The total number of orbitals associated with the principal quantum number 5 is:

The question asks for the total number of orbitals that correspond to the principal quantum number $$n = 5$$. To find this, we will recall how quantum numbers determine orbitals and then add up every possibility one by one.

First, remember that the principal quantum number $$n$$ fixes the value of the azimuthal (or orbital‐angular‐momentum) quantum number $$l$$. The rule is:

$$l = 0,1,2,\dots,(n-1).$$

So, when $$n = 5$$ we have the following possible $$l$$ values:

$$l = 0,\;1,\;2,\;3,\;4.$$

Now, for each value of $$l$$ there is a magnetic quantum number $$m_l$$ that can take on integer values from $$-l$$ to $$+l$$ in steps of one. The total number of possible $$m_l$$ values (and hence the number of orbitals) for a given $$l$$ equals $$2l + 1$$. We will list them and add them all up.

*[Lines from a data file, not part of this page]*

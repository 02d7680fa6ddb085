//! Boolean arcs: three-valued logic propagation over boolean-valued nodes and
//! reification of arbitrary constraints into boolean variables.

mod bool_arc;
mod reification;
mod tribool;

pub use bool_arc::BoolArc;
pub use bool_arc::BoolOperand;
pub use reification::ReificationArc;
pub use tribool::infer_left;
pub use tribool::infer_right;
pub use tribool::result_of;
pub use tribool::BoolOperator;
pub use tribool::Tribool;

For $$l = 0$$ (this is the 5s subshell):

Number of orbitals $$= 2(0) + 1 = 1.$$

For $$l = 1$$ (this is the 5p subshell):

Number of orbitals $$= 2(1) + 1 = 3.$$

For $$l = 2$$ (this is the 5d subshell):

Number of orbitals $$= 2(2) + 1 = 5.$$

For $$l = 3$$ (this is the 5f subshell):

Number of orbitals $$= 2(3) + 1 = 7.$$

For $$l = 4$$ (this is the 5g subshell):

Number of orbitals $$= 2(4) + 1 = 9.$$

Now we add them all together to get the total number of orbitals for the shell where $$n = 5$$:

$$1 + 3 + 5 + 7 + 9 = 25.$$

There is another quicker formula that gives the same result directly: the total number of orbitals in any shell with principal quantum number $$n$$ is $$n^2$$. Substituting $$n = 5$$ gives

$$n^2 = 5^2 = 25,$$

which matches the detailed counting above.

Hence, the correct answer is Option B.